▶ DIRECTIONS: Determine how many lines in the listing below contain "exited", then give only that number.

========================================================================

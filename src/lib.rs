//! # Half-duplex SPI transfer engine
//!
//! This crate contains an interrupt-driven, FIFO-buffered transfer
//! engine that moves byte buffers across a synchronous serial bus,
//! in library form. Register-level peripheral access is abstracted
//! behind the traits in [`hal`]; the engine itself lives in
//! [`drivers::spi`] and is fully exercisable on the host against the
//! doubles in `hal::doubles`.
#![cfg_attr(target_arch = "arm", no_std)]

pub mod utilities {
    pub mod completion;
    pub mod guard;
}

pub mod hal;
pub mod drivers;
//! One-shot completion signal between interrupt and task context.

use crate::hal::time::{Milliseconds, Now};
use core::sync::atomic::{AtomicBool, Ordering};

/// Binary, unbuffered rendezvous primitive: given at most once per
/// transfer from interrupt context, taken with a timeout from task
/// context.
///
/// Built on a single atomic flag rather than a blocking lock, as a
/// lock cannot be taken inside an interrupt handler. The release store
/// on give pairs with the acquire swap on take, so any state written
/// by the giver before signalling is visible to the waken waiter.
pub struct Completion {
    signalled: AtomicBool,
}

impl Completion {
    pub const fn new() -> Self { Self { signalled: AtomicBool::new(false) } }

    /// Drops any stale signal left over from a previous rendezvous.
    pub fn clear(&self) { self.signalled.store(false, Ordering::Release); }

    /// Signals the waiting task. Never blocks, so it is safe to call
    /// from interrupt context.
    pub fn give_from_interrupt(&self) { self.signalled.store(true, Ordering::Release); }

    /// Consumes the signal, polling until it arrives or `timeout`
    /// elapses on `systick`. Returns whether the signal was taken.
    pub fn take<TIME: Now>(&self, systick: &TIME, timeout: Milliseconds) -> bool {
        let start = systick.now();
        loop {
            if self.signalled.swap(false, Ordering::AcqRel) {
                return true;
            }
            if systick.now() - start > timeout {
                return false;
            }
            core::hint::spin_loop();
        }
    }
}

impl Default for Completion {
    fn default() -> Self { Self::new() }
}

#[cfg(test)]
mod test {
    use super::*;
    use crate::hal::doubles::time::MockSysTick;

    #[test]
    fn signal_given_before_the_wait_is_taken_immediately() {
        // Given
        let completion = Completion::new();
        let systick = MockSysTick::default();

        // When
        completion.give_from_interrupt();

        // Then
        assert!(completion.take(&systick, Milliseconds(1)));
        assert!(systick.elapsed() < Milliseconds(1));
    }

    #[test]
    fn taking_an_absent_signal_waits_out_the_full_timeout() {
        // Given
        let completion = Completion::new();
        let systick = MockSysTick::default();

        // When
        let taken = completion.take(&systick, Milliseconds(5));

        // Then
        assert!(!taken);
        assert!(systick.elapsed() >= Milliseconds(5));
    }

    #[test]
    fn a_take_consumes_the_signal() {
        let completion = Completion::new();
        let systick = MockSysTick::default();

        completion.give_from_interrupt();
        assert!(completion.take(&systick, Milliseconds(1)));
        assert!(!completion.take(&systick, Milliseconds(1)));
    }

    #[test]
    fn clearing_drops_a_stale_signal() {
        let completion = Completion::new();
        let systick = MockSysTick::default();

        completion.give_from_interrupt();
        completion.clear();
        assert!(!completion.take(&systick, Milliseconds(1)));
    }
}
use crate::hal::time::{self, Milliseconds};
use core::sync::atomic::{AtomicU32, Ordering};

/// Ticks per simulated millisecond. Coarse on purpose: a polling loop
/// advances one tick per query, so a simulated timeout of a few
/// milliseconds still allows thousands of loop iterations, which keeps
/// a simulated interrupt thread from being starved of chances to run.
pub const TICKS_PER_MILLISECOND: u32 = 1_000;

/// Simulated system timer. Advances one tick every time it is read,
/// so any loop that polls it makes time pass.
#[derive(Debug, Default)]
pub struct MockSysTick {
    ticks: AtomicU32,
}

impl MockSysTick {
    /// Total simulated time since construction.
    pub fn elapsed(&self) -> Milliseconds {
        Milliseconds(self.ticks.load(Ordering::Relaxed) / TICKS_PER_MILLISECOND)
    }

    /// Jumps the timer forward without a read.
    pub fn advance(&self, time: Milliseconds) {
        self.ticks.fetch_add(time.0.saturating_mul(TICKS_PER_MILLISECOND), Ordering::Relaxed);
    }
}

impl time::Now for MockSysTick {
    type I = MockInstant;

    fn now(&self) -> MockInstant {
        MockInstant { ticks: self.ticks.fetch_add(1, Ordering::Relaxed) }
    }
}

#[derive(Copy, Clone, Debug)]
pub struct MockInstant {
    ticks: u32,
}

impl time::Instant for MockInstant {}

impl core::ops::Sub for MockInstant {
    type Output = Milliseconds;

    fn sub(self, rhs: Self) -> Self::Output {
        Milliseconds(self.ticks.wrapping_sub(rhs.ticks) / TICKS_PER_MILLISECOND)
    }
}

/// Addition between any Millisecond-convertible type and the current tick.
impl<T: Into<Milliseconds>> core::ops::Add<T> for MockInstant {
    type Output = Self;

    fn add(self, rhs: T) -> Self {
        Self { ticks: self.ticks.wrapping_add(rhs.into().0.saturating_mul(TICKS_PER_MILLISECOND)) }
    }
}
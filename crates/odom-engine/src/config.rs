//! 引擎配置
//!
//! 通道容量、标定值、轮询间隔和新鲜度策略。支持从 TOML 加载。

use crate::error::ConfigError;
use serde::{Deserialize, Serialize};
use std::fs;
use std::path::Path;
use std::time::Duration;

/// 输出端模式
#[derive(Debug, Clone, Copy, PartialEq, Eq, Default, Serialize, Deserialize)]
#[serde(tag = "kind", rename_all = "snake_case")]
pub enum OutputMode {
    /// 单槽最新值寄存器（默认）：新估计覆盖未读的旧估计
    #[default]
    Latest,
    /// 有界 FIFO（reject-new）：消费者需要每一个估计时使用
    Queue { capacity: usize },
}

/// 引擎配置
///
/// # Example
///
/// ```
/// use odom_engine::EngineConfig;
///
/// // 默认配置（1000/1000 输入容量，300 tick/m，10ms 轮询，最大轮间偏差 0.75 个采样周期）
/// let config = EngineConfig::default();
/// assert!(config.validate().is_ok());
///
/// let config = EngineConfig::from_toml_str(
///     r#"
///     ticks_per_meter = 512
///     poll_interval_ms = 5
///     "#,
/// )
/// .unwrap();
/// assert_eq!(config.ticks_per_meter, 512);
/// assert_eq!(config.left_capacity, 1000);
/// ```
#[derive(Debug, Clone, PartialEq, Serialize, Deserialize)]
#[serde(default)]
pub struct EngineConfig {
    /// 左轮输入通道容量
    pub left_capacity: usize,
    /// 右轮输入通道容量
    pub right_capacity: usize,
    /// 标定值（tick/米，必须为正）
    pub ticks_per_meter: u32,
    /// 工作线程空闲时的最长等待时间（毫秒）
    ///
    /// 同时也是 `stop()` 的最长响应时间。
    pub poll_interval_ms: u64,
    /// 是否抑制陈旧的组合估计
    ///
    /// 关闭时，沉默一侧的最后速度会一直参与组合。
    pub reject_stale_wheel: bool,
    /// 两轮最近一次更新之间允许的最大时间偏差，以采样周期为单位
    ///
    /// 采样周期取两轮最近一次采样间隔中的较大者。仅在 `reject_stale_wheel`
    /// 开启时生效，超出时不发布组合估计。小于 1 时，一侧漏掉一个周期即被视为陈旧；
    /// 不小于 0.5 时，任意相位差的两路健康数据每个周期至少产生一个估计。
    pub max_skew_periods: f64,
    /// 输出端模式（TOML 中为 `[output]` 表，放在最后）
    pub output: OutputMode,
}

impl Default for EngineConfig {
    fn default() -> Self {
        Self {
            left_capacity: 1000,
            right_capacity: 1000,
            ticks_per_meter: 300,
            poll_interval_ms: 10,
            reject_stale_wheel: true,
            max_skew_periods: 0.75,
            output: OutputMode::Latest,
        }
    }
}

impl EngineConfig {
    /// 以给定标定值创建默认配置
    pub fn with_ticks_per_meter(ticks_per_meter: u32) -> Self {
        Self {
            ticks_per_meter,
            ..Self::default()
        }
    }

    /// 检查配置合法性
    pub fn validate(&self) -> Result<(), ConfigError> {
        if self.left_capacity == 0 {
            return Err(ConfigError::ZeroCapacity {
                name: "left_capacity",
            });
        }
        if self.right_capacity == 0 {
            return Err(ConfigError::ZeroCapacity {
                name: "right_capacity",
            });
        }
        if let OutputMode::Queue { capacity: 0 } = self.output {
            return Err(ConfigError::ZeroCapacity {
                name: "output.capacity",
            });
        }
        if self.ticks_per_meter == 0 {
            return Err(ConfigError::InvalidTicksPerMeter(self.ticks_per_meter));
        }
        if self.poll_interval_ms == 0 {
            return Err(ConfigError::ZeroPollInterval);
        }
        if !(self.max_skew_periods.is_finite() && self.max_skew_periods > 0.0) {
            return Err(ConfigError::InvalidSkewPeriods(self.max_skew_periods));
        }
        Ok(())
    }

    pub fn poll_interval(&self) -> Duration {
        Duration::from_millis(self.poll_interval_ms)
    }

    /// 生效的最大轮间偏差（周期数，关闭陈旧检查时为 `None`）
    pub fn max_skew_periods(&self) -> Option<f64> {
        self.reject_stale_wheel.then_some(self.max_skew_periods)
    }

    /// 从 TOML 字符串解析（缺省字段取默认值）并校验
    pub fn from_toml_str(content: &str) -> Result<Self, ConfigError> {
        let config: Self = toml::from_str(content)?;
        config.validate()?;
        Ok(config)
    }

    /// 从文件加载
    pub fn load_from_file<P: AsRef<Path>>(path: P) -> Result<Self, ConfigError> {
        let content = fs::read_to_string(path)?;
        Self::from_toml_str(&content)
    }

    /// 序列化为 TOML
    pub fn to_toml_string(&self) -> Result<String, ConfigError> {
        Ok(toml::to_string_pretty(self)?)
    }
}
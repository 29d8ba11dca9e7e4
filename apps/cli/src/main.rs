//! # Odometry CLI
//!
//! 轮式里程计引擎的命令行工具：按场景模拟直线行驶，查看和检查配置。
//!
//! ```bash
//! # 计数器上溢回绕场景，300 tick/m
//! odom-cli simulate --scenario wrap --ticks-per-meter 300
//!
//! # 打印默认配置
//! odom-cli config show
//!
//! # 调试日志
//! RUST_LOG=odom_engine=debug odom-cli simulate --scenario dropped
//! ```

use anyhow::Result;
use clap::{Parser, Subcommand};

mod commands;
mod scenario;

use commands::{ConfigCommand, SimulateCommand};

/// Odometry CLI - 轮式里程计命令行工具
#[derive(Parser, Debug)]
#[command(name = "odom-cli")]
#[command(about = "Command-line harness for the wheel odometry engine", long_about = None)]
#[command(version)]
struct Cli {
    #[command(subcommand)]
    command: Commands,
}

#[derive(Subcommand, Debug)]
enum Commands {
    /// 配置管理
    #[command(subcommand)]
    Config(ConfigCommand),

    /// 运行直线行驶模拟场景
    Simulate {
        #[command(flatten)]
        args: SimulateCommand,
    },
}

fn main() -> Result<()> {
    // 初始化日志
    tracing_subscriber::fmt()
        .with_env_filter(
            tracing_subscriber::EnvFilter::from_default_env()
                .add_directive("odom_cli=info".parse()?),
        )
        .init();

    let cli = Cli::parse();

    match cli.command {
        Commands::Config(cmd) => cmd.execute(),
        Commands::Simulate { args } => args.execute(),
    }
}
//! 直线行驶场景
//!
//! 每个场景生成一串步骤：每步包含左右两侧各自要提交的采样（可能缺失，模拟丢帧）。

use clap::ValueEnum;
use odom_engine::{EncoderSample, MAX_TICK, Timestamp};

/// 模拟场景
#[derive(Debug, Clone, Copy, PartialEq, Eq, ValueEnum)]
pub enum Scenario {
    /// 恒速前进：每秒 +1 tick
    Constant,
    /// 恒速前进，计数器从 MAX_TICK 附近上溢回绕
    Wrap,
    /// 恒速后退，计数器从 0 附近下溢回绕
    Underflow,
    /// 加速：第 i 步前进 i tick
    Accelerate,
    /// 恒速前进，右轮周期性丢帧
    Dropped,
    /// 加速 + 右轮丢帧，采样周期 2.5 秒
    Fractional,
}

/// 一步要提交的采样
#[derive(Debug, Clone, Copy, PartialEq, Eq)]
pub struct Step {
    pub left: Option<EncoderSample>,
    pub right: Option<EncoderSample>,
}

impl Step {
    fn both(sample: EncoderSample) -> Self {
        Self {
            left: Some(sample),
            right: Some(sample),
        }
    }

    fn left_only(sample: EncoderSample) -> Self {
        Self {
            left: Some(sample),
            right: None,
        }
    }
}

impl Scenario {
    /// 生成 `count` 步
    pub fn steps(self, count: u32) -> Vec<Step> {
        let mut tick: i64 = 0;
        (0..count)
            .map(|i| {
                let step = i as i64;
                match self {
                    Scenario::Constant => Step::both(sample(step, Timestamp::new(i, 0))),
                    Scenario::Wrap => {
                        let tick = (MAX_TICK - 10 + step).rem_euclid(MAX_TICK + 1);
                        Step::both(sample(tick, Timestamp::new(i, 0)))
                    },
                    Scenario::Underflow => {
                        let tick = (10 - step + MAX_TICK).rem_euclid(MAX_TICK + 1);
                        Step::both(sample(tick, Timestamp::new(i, 0)))
                    },
                    Scenario::Accelerate => {
                        tick += step;
                        Step::both(sample(tick.rem_euclid(MAX_TICK + 1), Timestamp::new(i, 0)))
                    },
                    Scenario::Dropped => {
                        with_right_drops(i, sample(step, Timestamp::new(i, 0)))
                    },
                    Scenario::Fractional => {
                        tick += step;
                        let nsecs = if i % 2 == 1 { 500_000_000 } else { 0 };
                        let ts = Timestamp::new(2 * i + i / 2, nsecs);
                        with_right_drops(i, sample(tick.rem_euclid(MAX_TICK + 1), ts))
                    },
                }
            })
            .collect()
    }
}

fn sample(tick: i64, timestamp: Timestamp) -> EncoderSample {
    EncoderSample::new(tick, timestamp)
}

/// 每 10 步中第 5、6 步右轮丢帧
fn with_right_drops(i: u32, sample: EncoderSample) -> Step {
    if matches!(i % 10, 5 | 6) {
        Step::left_only(sample)
    } else {
        Step::both(sample)
    }
}
//! Pipeline 工作线程循环
//!
//! 每个引擎三个常驻线程：左右两个输入线程各自消费本侧通道并更新追踪器，
//! 一个估计线程在有新数据时组合两侧速度并发布。
//!
//! 空闲时线程在通道 / 条件变量上限时等待（而不是 sleep 轮询），
//! 停止标志最多在一个轮询间隔内被观察到。

use crate::channel::BoundedChannel;
use crate::config::EngineConfig;
use crate::estimator::Estimator;
use crate::metrics::EngineMetrics;
use crate::output::{OutputBuffer, Publish};
use crate::tracker::TrackerUpdate;
use crate::types::{EncoderSample, WheelSide};
use parking_lot::{Condvar, Mutex, MutexGuard};
use std::sync::Arc;
use std::sync::atomic::{AtomicBool, Ordering};
use std::time::Duration;
use tracing::{trace, warn};

/// 引擎共享上下文
///
/// 由引擎与三个工作线程通过 `Arc` 共享。
pub struct EngineContext<E> {
    /// 估计策略（两侧追踪器状态都在这把锁内）
    pub estimator: Mutex<E>,
    /// 有新的速度更新时通知估计线程
    pub data_ready: Condvar,
    /// 左右输入通道（按 `WheelSide::index()` 索引）
    pub inputs: [BoundedChannel<EncoderSample>; 2],
    /// 输出端
    pub output: OutputBuffer,
    /// 运行标志
    pub is_running: AtomicBool,
    /// 运行指标
    pub metrics: EngineMetrics,
    /// 空闲等待上限
    pub poll_interval: Duration,
}

impl<E: Estimator> EngineContext<E> {
    /// 按配置创建上下文（配置须已校验）
    pub fn new(config: &EngineConfig, estimator: E) -> Self {
        Self {
            estimator: Mutex::new(estimator),
            data_ready: Condvar::new(),
            inputs: [
                BoundedChannel::new(config.left_capacity),
                BoundedChannel::new(config.right_capacity),
            ],
            output: OutputBuffer::from_mode(config.output),
            is_running: AtomicBool::new(false),
            metrics: EngineMetrics::new(),
            poll_interval: config.poll_interval(),
        }
    }

    pub fn input(&self, side: WheelSide) -> &BoundedChannel<EncoderSample> {
        &self.inputs[side.index()]
    }

    fn running(&self) -> bool {
        // Acquire: 看到 false 时，必须同时看到停止方之前的所有写入
        self.is_running.load(Ordering::Acquire)
    }
}

/// 输入线程主循环（每侧一个）
///
/// 从本侧通道取采样交给估计策略。FIFO 只在单个通道内保证，两侧完全独立。
pub fn ingest_loop<E: Estimator>(side: WheelSide, ctx: Arc<EngineContext<E>>) {
    apply_realtime_priority(side.as_str());

    let input = ctx.input(side);
    loop {
        if !ctx.running() {
            trace!("Ingest thread ({}): is_running flag is false, exiting", side);
            break;
        }

        let Some(sample) = input.pop_timeout(ctx.poll_interval) else {
            continue;
        };

        let update = ctx.estimator.lock().process(side, sample);
        ctx.metrics.processed.fetch_add(1, Ordering::Relaxed);

        match update {
            TrackerUpdate::Updated(speed) => {
                trace!(
                    %side,
                    tick = sample.tick,
                    ts = %sample.timestamp,
                    speed,
                    "wheel speed updated"
                );
                ctx.data_ready.notify_one();
            },
            TrackerUpdate::Primed => {
                ctx.metrics.primed.fetch_add(1, Ordering::Relaxed);
            },
            TrackerUpdate::Rejected => {
                ctx.metrics.rejected_elapsed.fetch_add(1, Ordering::Relaxed);
            },
        }
    }

    trace!("Ingest thread ({}): loop exited", side);
}

/// 估计线程主循环
///
/// `combine` 在共享锁内执行，两侧状态是同一时刻的快照。
/// 没有可发布的估计时，在条件变量上等待至多一个轮询间隔（等待期间释放锁）。
pub fn estimate_loop<E: Estimator>(ctx: Arc<EngineContext<E>>) {
    apply_realtime_priority("estimate");

    let mut estimator = ctx.estimator.lock();
    loop {
        if !ctx.running() {
            trace!("Estimate thread: is_running flag is false, exiting");
            break;
        }

        let Some(sample) = estimator.combine() else {
            ctx.data_ready.wait_for(&mut estimator, ctx.poll_interval);
            continue;
        };

        // 发布是无锁且非阻塞的，但仍在锁外进行，避免拖慢输入线程
        let outcome = MutexGuard::unlocked(&mut estimator, || ctx.output.publish(sample));

        ctx.metrics.estimates_published.fetch_add(1, Ordering::Relaxed);
        match outcome {
            Publish::Stored => {},
            Publish::Overwritten => {
                ctx.metrics.estimates_overwritten.fetch_add(1, Ordering::Relaxed);
            },
            Publish::Dropped => {
                ctx.metrics.estimates_dropped.fetch_add(1, Ordering::Relaxed);
                warn!("Estimate thread: output queue full, estimate dropped");
            },
        }
        trace!(speed = sample.speed, ts = %sample.timestamp, "odometry estimate published");
    }

    trace!("Estimate thread: loop exited");
}

/// 提升当前线程优先级（可选 feature）
#[cfg(feature = "realtime")]
fn apply_realtime_priority(name: &str) {
    use thread_priority::*;
    use tracing::info;

    match set_current_thread_priority(ThreadPriority::Max) {
        Ok(_) => {
            info!("{} thread priority set to MAX (realtime)", name);
        },
        Err(e) => {
            warn!(
                "Failed to set {} thread priority: {}. \
                On Linux, you may need to run with CAP_SYS_NICE or use rtkit.",
                name, e
            );
        },
    }
}

#[cfg(not(feature = "realtime"))]
fn apply_realtime_priority(_name: &str) {}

========================================================================

▶ EXERCISE OUTPUT: 2